Production of Anti-Opioid Drug Antibodies in HEK293 via All-In-One Vector system

Abstract

Fentanyl and morphine are powerful opioids widely used to alleviate severe pain; however, overdose can induce a paradoxical state characterized by maintained consciousness alongside analgesia, anxiolysis, euphoria and sedation. This effect is a key reason why certain opioids are classified as controlled substances. Current drug detection methods involve sample pretreatment, such as with urine or hair, followed by sophisticated analytical techniques. Among these, antibody-based methods are particularly favored in diagnostic applications due to their high sensitivity and specificity, enabling the detection of very low drug concentrations. Antibody expression is typically achieved using mammalian or microbial expression systems. Mammalian cell systems, while producing antibodies with correct folding and post-translational modifications, are associated with higher costs and slower production rates. Conversely, microbial systems offer a faster and cost-effective alternative but are often hindered by protein folding issues. In this study, we chose a mammalian cell-based expression system using Human embryonic kidney (HEK293) cells to ensure stable production. To overcome the issue of low yield in mammalian systems, we employed Kozak sequences and an all-in-one vector system for antibody expression.

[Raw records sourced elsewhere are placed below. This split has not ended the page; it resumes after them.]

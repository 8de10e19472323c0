//! Static network registry and the mutable active-chain subset.
//!
//! The registry maps chain ids to immutable [`NetworkDescriptor`]s for the
//! lifetime of the process. Lookups of unknown ids return `None` and every
//! consumer treats that as "skip silently", never as a fault. The
//! user-chosen active subset is separate mutable state.

use chainblog_types::{ChainId, NetworkDescriptor, NetworkKind};
use std::collections::HashMap;
use tokio::sync::RwLock;
use tracing::debug;

/// Immutable chain_id -> descriptor lookup, preserving configured order.
#[derive(Debug, Default)]
pub struct NetworkRegistry {
	networks: Vec<NetworkDescriptor>,
	index: HashMap<ChainId, usize>,
}

/// Aggregate counts for display.
#[derive(Debug, Clone, Copy, PartialEq, Eq)]
pub struct RegistryStats {
	pub total: usize,
	pub mainnets: usize,
	pub testnets: usize,
}

impl NetworkRegistry {
	/// Builds a registry from descriptors in configured order. A duplicate
	/// chain id keeps the first descriptor; the config layer rejects
	/// duplicates before they reach this point.
	pub fn new(networks: Vec<NetworkDescriptor>) -> Self {
		let mut index = HashMap::with_capacity(networks.len());
		for (position, network) in networks.iter().enumerate() {
			index.entry(network.chain_id).or_insert(position);
		}
		Self { networks, index }
	}

	pub fn get(&self, chain_id: ChainId) -> Option<&NetworkDescriptor> {
		self.index.get(&chain_id).map(|&position| &self.networks[position])
	}

	pub fn contains(&self, chain_id: ChainId) -> bool {
		self.index.contains_key(&chain_id)
	}

	/// Descriptors in configured order.
	pub fn iter(&self) -> impl Iterator<Item = &NetworkDescriptor> {
		self.networks.iter()
	}

	/// Chain ids flagged default-active, in configured order.
	pub fn default_active(&self) -> Vec<ChainId> {
		self.networks
			.iter()
			.filter(|network| network.default_active)
			.map(|network| network.chain_id)
			.collect()
	}

	pub fn stats(&self) -> RegistryStats {
		let mainnets = self
			.networks
			.iter()
			.filter(|network| network.kind == NetworkKind::Mainnet)
			.count();
		RegistryStats {
			total: self.networks.len(),
			mainnets,
			testnets: self.networks.len() - mainnets,
		}
	}

	pub fn len(&self) -> usize {
		self.networks.len()
	}

	pub fn is_empty(&self) -> bool {
		self.networks.is_empty()
	}
}

/// The user-selected subset of registry chains queried by aggregate views.
///
/// Mutable, unlike the registry itself. The snapshot order is the order in
/// which chains were activated (seeding uses configured order), which is the
/// tie-break order of aggregate results.
#[derive(Debug, Default)]
pub struct ActiveNetworks {
	chains: RwLock<Vec<ChainId>>,
}

impl ActiveNetworks {
	pub fn new(chains: Vec<ChainId>) -> Self {
		Self {
			chains: RwLock::new(chains),
		}
	}

	/// Seeds the active set from the registry's default-active flags.
	pub fn seeded(registry: &NetworkRegistry) -> Self {
		Self::new(registry.default_active())
	}

	pub async fn snapshot(&self) -> Vec<ChainId> {
		self.chains.read().await.clone()
	}

	pub async fn is_active(&self, chain_id: ChainId) -> bool {
		self.chains.read().await.contains(&chain_id)
	}

	pub async fn activate(&self, chain_id: ChainId) {
		let mut chains = self.chains.write().await;
		if !chains.contains(&chain_id) {
			debug!(chain = %chain_id, "activating network");
			chains.push(chain_id);
		}
	}

	pub async fn deactivate(&self, chain_id: ChainId) {
		let mut chains = self.chains.write().await;
		chains.retain(|&active| active != chain_id);
	}

	pub async fn replace(&self, chains: Vec<ChainId>) {
		*self.chains.write().await = chains;
	}
}

#[cfg(test)]
mod tests {
	use super::*;
	use chainblog_types::{AbiVersion, Address};

	fn descriptor(chain_id: u64, kind: NetworkKind, default_active: bool) -> NetworkDescriptor {
		NetworkDescriptor {
			chain_id: ChainId(chain_id),
			name: format!("net-{chain_id}"),
			contract: Address::ZERO,
			rpc_url: "https://rpc.example".into(),
			abi_version: AbiVersion::V5,
			kind,
			color: "#999999".into(),
			default_active,
		}
	}

	fn registry() -> NetworkRegistry {
		NetworkRegistry::new(vec![
			descriptor(100, NetworkKind::Mainnet, true),
			descriptor(204, NetworkKind::Mainnet, true),
			descriptor(0xa5bd, NetworkKind::Testnet, false),
		])
	}

	#[test]
	fn test_lookup_and_unknown_id() {
		let registry = registry();
		assert_eq!(registry.get(ChainId(100)).unwrap().name, "net-100");
		assert!(registry.get(ChainId(1)).is_none());
		assert!(!registry.contains(ChainId(1)));
	}

	#[test]
	fn test_stats() {
		assert_eq!(
			registry().stats(),
			RegistryStats {
				total: 3,
				mainnets: 2,
				testnets: 1
			}
		);
	}

	#[test]
	fn test_default_active_preserves_configured_order() {
		assert_eq!(
			registry().default_active(),
			vec![ChainId(100), ChainId(204)]
		);
	}

	#[tokio::test]
	async fn test_active_set_toggle() {
		let active = ActiveNetworks::seeded(&registry());
		assert_eq!(active.snapshot().await, vec![ChainId(100), ChainId(204)]);

		active.activate(ChainId(0xa5bd)).await;
		active.activate(ChainId(0xa5bd)).await; // idempotent
		assert_eq!(
			active.snapshot().await,
			vec![ChainId(100), ChainId(204), ChainId(0xa5bd)]
		);

		active.deactivate(ChainId(204)).await;
		assert!(!active.is_active(ChainId(204)).await);
		assert_eq!(
			active.snapshot().await,
			vec![ChainId(100), ChainId(0xa5bd)]
		);
	}
}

Our approach resulted in successful antibody production, as confirmed by SDS-PAGE, yieding approximately 8.0 mg/L. Further analysis using Indirect ELISA and Competitive ELISA demonstrated antigen-specific antibody activity within the range of 0.1 nM to 1 ？M, with a limit of detection (LOD) approximately 1 nM. These findings provide the future development of a highly sensitive and selectivity antibody-based sensor for opiod detection.